Speaker
Description
This study evaluates the portability, performance, and adaptability of the Liquid Argon TPC (LAr TPC) detector simulations on different HPC platforms, specifically Polaris, Frontier, and Perlmutter. Lar TCP workflow is a computationally complex workflow which mimics neutrino interactions and the resultant detector responses in a modular liquid argon TPC, integrating various subsystems to validate design choices and refine analysis tools. Computaional complexity comes from integrating multiple high-fidelity simulation modules, reconstruction algorithms, and real-time calibration processes across heterogeneous and massive data streams using parallel processing techniques. We explore the diverse challenges of deploying the simulation workflow, noting that the issues encountered vary significantly across different platforms. For example, we investigate how constrained network conditions on Polaris impact software distribution technologies such as CVMFS and container solutions; on Frontier, we studied unique complications arising from CUDA-specific libraries, incompatible with its AMD GPUs. We also describe effective mitigating strategies: to address the issues on Polaris we used portable solutions such as CVMFSExec, proxies (e.g., Squid), and container technologies (e.g., Singularity); on Frontier we investigate CPU-only execution strategies and explore alternative libraries such as HIP and CuPy. Conversely, deploying on Perlmutter using the Superfacility API proved more straightforward, highlighting the potential of standardized HPC APIs to simplify workflow management.
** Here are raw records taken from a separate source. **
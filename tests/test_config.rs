use fish_catch::config::{ConfigError, ControlScheme, GameConfig, MotionModel};

use std::path::PathBuf;

fn temp_file(tag: &str, contents: &str) -> PathBuf {
    let path = std::env::temp_dir().join(format!(
        "fish_catch_config_{}_{}.toml",
        tag,
        std::process::id()
    ));
    std::fs::write(&path, contents).unwrap();
    path
}

#[test]
fn defaults_match_the_original_tuning() {
    let config = GameConfig::default();
    assert_eq!(config.duration_secs, 30);
    assert_eq!(config.field_width, 800.0);
    assert_eq!(config.field_height, 450.0);
    assert_eq!(config.padding, 40.0);
    assert_eq!(config.keyboard_speed, 150.0);
    assert_eq!(config.pointer_speed, 200.0);
    assert_eq!(config.spawn_intervals_ms, vec![1000]);
    assert_eq!(config.fish_speed_min, 80.0);
    assert_eq!(config.fish_speed_max, 150.0);
    assert_eq!(config.initial_fish, 3);
    assert_eq!(config.motion_model, MotionModel::Glide);
    assert_eq!(config.control_scheme, ControlScheme::Drag);
}

#[test]
fn hitbox_helpers_apply_the_scale_factors() {
    let config = GameConfig::default();
    assert_eq!(config.shark_hitbox(), 8.0); // 40 * 0.4 / 2
    assert_eq!(config.fish_hitbox(), 8.0); // 32 * 0.5 / 2
}

#[test]
fn play_bounds_shrink_the_field_by_padding_and_half_extent() {
    let config = GameConfig::default();
    let (min_x, max_x, min_y, max_y) = config.play_bounds(20.0);
    assert_eq!(min_x, 60.0);
    assert_eq!(max_x, 740.0);
    assert_eq!(min_y, 60.0);
    assert_eq!(max_y, 390.0);
}

#[test]
fn partial_toml_overrides_only_named_keys() {
    let path = temp_file(
        "partial",
        r#"
duration_secs = 60
control_scheme = "flick"
spawn_intervals_ms = [1000, 600]
"#,
    );
    let config = GameConfig::load_from_path(&path).unwrap();
    assert_eq!(config.duration_secs, 60);
    assert_eq!(config.control_scheme, ControlScheme::Flick);
    assert_eq!(config.spawn_intervals_ms, vec![1000, 600]);
    // Untouched keys keep their defaults
    assert_eq!(config.keyboard_speed, 150.0);
    assert_eq!(config.motion_model, MotionModel::Glide);
}

#[test]
fn motion_model_parses_from_snake_case() {
    let path = temp_file("motion", "motion_model = \"drift\"\n");
    let config = GameConfig::load_from_path(&path).unwrap();
    assert_eq!(config.motion_model, MotionModel::Drift);
}

#[test]
fn missing_file_is_an_io_error() {
    let path = PathBuf::from("/nonexistent/fish_catch.toml");
    match GameConfig::load_from_path(&path) {
        Err(ConfigError::Io(_)) => {}
        other => panic!("expected Io error, got {:?}", other.map(|_| ())),
    }
}

#[test]
fn invalid_toml_is_a_parse_error() {
    let path = temp_file("invalid", "duration_secs = \"lots\"\n");
    match GameConfig::load_from_path(&path) {
        Err(ConfigError::Parse(_)) => {}
        other => panic!("expected Parse error, got {:?}", other.map(|_| ())),
    }
}
//! The session state machine.
//!
//! [`Session`] is the single writer of score, high score, remaining time,
//! and phase. The entity pool and input translator never touch these
//! directly — captures and timer ticks arrive as method calls, and every
//! state change is reported through [`GameEvent`]s pushed into a
//! caller-supplied queue for the presentation layer.

use crate::entities::{GameEvent, GamePhase};
use crate::score::HighScoreStore;

pub struct Session {
    phase: GamePhase,
    score: u32,
    high_score: u32,
    time_remaining: u32,
    duration: u32,
}

impl Session {
    /// New session machine on the start screen, high score seeded from the
    /// store.
    pub fn new(duration: u32, store: &HighScoreStore) -> Session {
        Session {
            phase: GamePhase::Start,
            score: 0,
            high_score: store.load(),
            time_remaining: duration,
            duration,
        }
    }

    pub fn phase(&self) -> GamePhase {
        self.phase
    }

    pub fn score(&self) -> u32 {
        self.score
    }

    pub fn high_score(&self) -> u32 {
        self.high_score
    }

    pub fn time_remaining(&self) -> u32 {
        self.time_remaining
    }

    /// Begin a session. Valid from the start screen and from game over;
    /// a no-op while already playing.
    pub fn start(&mut self, events: &mut Vec<GameEvent>) {
        if self.phase == GamePhase::Playing {
            return;
        }
        self.phase = GamePhase::Playing;
        self.score = 0;
        self.time_remaining = self.duration;
        events.push(GameEvent::SessionStarted);
        events.push(GameEvent::ScoreChanged(0));
        events.push(GameEvent::TimeChanged(self.time_remaining));
    }

    /// Restart from the game-over screen: tear-down notice first, then a
    /// fresh session. No-op in any other phase.
    pub fn restart(&mut self, events: &mut Vec<GameEvent>) {
        if self.phase != GamePhase::GameOver {
            return;
        }
        events.push(GameEvent::SessionReset);
        self.start(events);
    }

    /// One-per-second timer tick. Counts down while playing; the tick that
    /// reaches zero ends the session.
    pub fn second_tick(&mut self, store: &HighScoreStore, events: &mut Vec<GameEvent>) {
        if self.phase != GamePhase::Playing {
            return;
        }
        self.time_remaining = self.time_remaining.saturating_sub(1);
        events.push(GameEvent::TimeChanged(self.time_remaining));
        if self.time_remaining == 0 {
            self.end(store, events);
        }
    }

    /// End the session. Flips the phase before anything else so a capture
    /// callback racing the timer in the same tick is cleanly rejected, then
    /// reconciles the high score against the final score.
    pub fn end(&mut self, store: &HighScoreStore, events: &mut Vec<GameEvent>) {
        if self.phase != GamePhase::Playing {
            return;
        }
        self.phase = GamePhase::GameOver;
        if self.score > self.high_score {
            self.high_score = self.score;
            store.record(self.high_score);
            events.push(GameEvent::HighScoreChanged(self.high_score));
        }
        events.push(GameEvent::SessionEnded(self.score));
    }

    /// A shark–fish capture. Scores one point and persists a new high score
    /// immediately rather than waiting for the session to end. Captures
    /// reported after the session ends are silently dropped.
    pub fn register_capture(&mut self, store: &HighScoreStore, events: &mut Vec<GameEvent>) {
        if self.phase != GamePhase::Playing {
            return;
        }
        self.score += 1;
        events.push(GameEvent::ScoreChanged(self.score));
        if self.score > self.high_score {
            self.high_score = self.score;
            store.record(self.high_score);
            events.push(GameEvent::HighScoreChanged(self.high_score));
        }
    }
}
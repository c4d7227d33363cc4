/// Rendering layer — all terminal I/O lives here.
///
/// Each function receives a mutable writer and an immutable view of the
/// game; no game logic is performed. Field coordinates (800×450 by
/// default) are scaled into the bordered playfield at draw time.

use std::io::Write;

use crossterm::{
    cursor,
    style::{self, Color, Print},
    terminal,
    QueueableCommand,
};

use crate::entities::{Facing, Fish, GamePhase, Shark};
use crate::game::Game;

// ── Colour palette ────────────────────────────────────────────────────────────

const C_BORDER: Color = Color::DarkBlue;
const C_HUD_TIME: Color = Color::White;
const C_HUD_SCORE: Color = Color::Yellow;
const C_HUD_BEST: Color = Color::Cyan;
const C_SHARK: Color = Color::Grey;
const C_FISH: Color = Color::Green;
const C_HINT: Color = Color::DarkGrey;

// ── Field → cell scaling ──────────────────────────────────────────────────────

/// Maps field coordinates into the playfield between the border rows.
struct Viewport {
    cols: u16,
    rows: u16,
    field_w: f32,
    field_h: f32,
}

impl Viewport {
    fn cell(&self, x: f32, y: f32) -> Option<(u16, u16)> {
        // Playfield: cols 1..cols-1, rows 2..rows-2
        let inner_w = self.cols.saturating_sub(2) as f32;
        let inner_h = self.rows.saturating_sub(4) as f32;
        if inner_w <= 0.0 || inner_h <= 0.0 {
            return None;
        }
        let cx = 1.0 + x / self.field_w * inner_w;
        let cy = 2.0 + y / self.field_h * inner_h;
        if cx < 1.0 || cx >= self.cols as f32 - 1.0 || cy < 2.0 || cy >= self.rows as f32 - 2.0 {
            return None; // off the visible playfield (fish entering/leaving)
        }
        Some((cx as u16, cy as u16))
    }
}

// ── Public entry point ────────────────────────────────────────────────────────

/// Render one complete frame.
pub fn render<W: Write>(out: &mut W, game: &Game, cols: u16, rows: u16) -> std::io::Result<()> {
    out.queue(terminal::Clear(terminal::ClearType::All))?;

    let view = Viewport {
        cols,
        rows,
        field_w: game.config().field_width,
        field_h: game.config().field_height,
    };

    draw_border(out, cols, rows)?;
    draw_hud(out, game, cols)?;

    match game.phase() {
        GamePhase::Start => draw_start_screen(out, game, cols, rows)?,
        GamePhase::Playing => {
            for fish in game.fish() {
                draw_fish(out, fish, &view)?;
            }
            if let Some(shark) = game.shark() {
                draw_shark(out, shark, &view)?;
            }
        }
        GamePhase::GameOver => draw_game_over(out, game, cols, rows)?,
    }

    draw_controls_hint(out, rows)?;

    // Park cursor in a harmless spot and flush
    out.queue(style::ResetColor)?;
    out.queue(cursor::MoveTo(0, rows.saturating_sub(1)))?;
    out.flush()?;
    Ok(())
}

// ── Border ────────────────────────────────────────────────────────────────────

fn draw_border<W: Write>(out: &mut W, cols: u16, rows: u16) -> std::io::Result<()> {
    let w = cols as usize;

    out.queue(style::SetForegroundColor(C_BORDER))?;

    // Row 1 — top bar
    out.queue(cursor::MoveTo(0, 1))?;
    out.queue(Print(format!("┌{}┐", "─".repeat(w.saturating_sub(2)))))?;

    // Row rows-2 — bottom bar
    out.queue(cursor::MoveTo(0, rows.saturating_sub(2)))?;
    out.queue(Print(format!("└{}┘", "─".repeat(w.saturating_sub(2)))))?;

    // Side walls
    for row in 2..rows.saturating_sub(2) {
        out.queue(cursor::MoveTo(0, row))?;
        out.queue(Print("│"))?;
        out.queue(cursor::MoveTo(cols.saturating_sub(1), row))?;
        out.queue(Print("│"))?;
    }

    Ok(())
}

// ── HUD (row 0) ───────────────────────────────────────────────────────────────

fn draw_hud<W: Write>(out: &mut W, game: &Game, cols: u16) -> std::io::Result<()> {
    // Time — left
    out.queue(cursor::MoveTo(1, 0))?;
    out.queue(style::SetForegroundColor(C_HUD_TIME))?;
    out.queue(Print(format!("Time: {:>2}s", game.time_remaining())))?;

    // Score — centre
    let score_str = format!("Score: {}", game.score());
    let sx = (cols / 2).saturating_sub(score_str.chars().count() as u16 / 2);
    out.queue(cursor::MoveTo(sx, 0))?;
    out.queue(style::SetForegroundColor(C_HUD_SCORE))?;
    out.queue(Print(&score_str))?;

    // High score — right
    let best_str = format!("Best: {}", game.high_score());
    let rx = cols.saturating_sub(best_str.chars().count() as u16 + 1);
    out.queue(cursor::MoveTo(rx, 0))?;
    out.queue(style::SetForegroundColor(C_HUD_BEST))?;
    out.queue(Print(&best_str))?;

    Ok(())
}

// ── Entities ──────────────────────────────────────────────────────────────────

fn draw_shark<W: Write>(out: &mut W, shark: &Shark, view: &Viewport) -> std::io::Result<()> {
    let Some((cx, cy)) = view.cell(shark.x, shark.y) else {
        return Ok(());
    };
    let sprite = match shark.facing {
        Facing::Left => "◄Ξ≈",
        Facing::Right => "≈Ξ►",
    };
    out.queue(style::SetForegroundColor(C_SHARK))?;
    out.queue(cursor::MoveTo(cx.saturating_sub(1).max(1), cy))?;
    out.queue(Print(sprite))?;
    Ok(())
}

fn draw_fish<W: Write>(out: &mut W, fish: &Fish, view: &Viewport) -> std::io::Result<()> {
    let Some((cx, cy)) = view.cell(fish.x, fish.y) else {
        return Ok(());
    };
    let sprite = match fish.facing {
        Facing::Left => "<><",
        Facing::Right => "><>",
    };
    out.queue(style::SetForegroundColor(C_FISH))?;
    out.queue(cursor::MoveTo(cx.saturating_sub(1).max(1), cy))?;
    out.queue(Print(sprite))?;
    Ok(())
}

// ── Controls hint (last row) ──────────────────────────────────────────────────

fn draw_controls_hint<W: Write>(out: &mut W, rows: u16) -> std::io::Result<()> {
    out.queue(cursor::MoveTo(1, rows.saturating_sub(1)))?;
    out.queue(style::SetForegroundColor(C_HINT))?;
    out.queue(Print("↑ ↓ ← → / WASD : Move   Mouse : Drag   Q : Quit"))?;
    Ok(())
}

// ── Start screen ──────────────────────────────────────────────────────────────

fn draw_start_screen<W: Write>(
    out: &mut W,
    game: &Game,
    cols: u16,
    rows: u16,
) -> std::io::Result<()> {
    let best_line = format!("Best Score: {}", game.high_score());
    let lines: &[(&str, Color)] = &[
        ("～  FISH  CATCH  ～", Color::Cyan),
        ("", Color::White),
        ("Catch as many fish as you can in 30 seconds!", Color::White),
        (&best_line, Color::Yellow),
        ("", Color::White),
        ("ENTER or Click to start", Color::Green),
    ];
    draw_centered_lines(out, lines, cols, rows)
}

// ── Game-over overlay ─────────────────────────────────────────────────────────

fn draw_game_over<W: Write>(
    out: &mut W,
    game: &Game,
    cols: u16,
    rows: u16,
) -> std::io::Result<()> {
    let score_line = format!("Final Score: {}", game.score());
    let best_line = format!("Best Score: {}", game.high_score());
    let lines: &[(&str, Color)] = &[
        ("╔══════════════════╗", Color::Red),
        ("║    TIME  UP !    ║", Color::Red),
        ("╚══════════════════╝", Color::Red),
        (&score_line, Color::Yellow),
        (&best_line, Color::Cyan),
        ("R - Play Again  Q - Quit", Color::White),
    ];
    draw_centered_lines(out, lines, cols, rows)
}

fn draw_centered_lines<W: Write>(
    out: &mut W,
    lines: &[(&str, Color)],
    cols: u16,
    rows: u16,
) -> std::io::Result<()> {
    let cx = cols / 2;
    let start_row = (rows / 2).saturating_sub(lines.len() as u16 / 2);

    for (i, (msg, color)) in lines.iter().enumerate() {
        let row = start_row + i as u16;
        let col = cx.saturating_sub(msg.chars().count() as u16 / 2);
        out.queue(cursor::MoveTo(col, row))?;
        out.queue(style::SetForegroundColor(*color))?;
        out.queue(Print(*msg))?;
    }

    Ok(())
}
Our experiences further highlight the value of closely coordinating the development of facility-specific APIs, such as NERSC's Superfacility API, Globus Compute and the Integrated Research Infrastructure (IRI) initiative, alongside scientific workflows. We discuss the benefits of evolving these APIs based on the real-world challenges and practical demands encountered in complex workflows. By generalizing these issues beyond the specific (LAr TPC) context, we emphasize adaptable strategies such as container overlays, environment bridging scripts, and comprehensive dependency documentation to achieve sustainable and facility-independent scientific workflows.
Significance
This presentation provides novel insights into addressing portability barriers that significantly impact scientific workflows in HPC environments. Rather than merely reporting status, we offer actionable solutions and generalized strategies to overcome common challenges like heterogeneous GPU support, complex software dependencies, and constrained external access. These incremental yet substantial developments facilitate broader adoption of adaptive, sustainable workflows across diverse HPC platforms.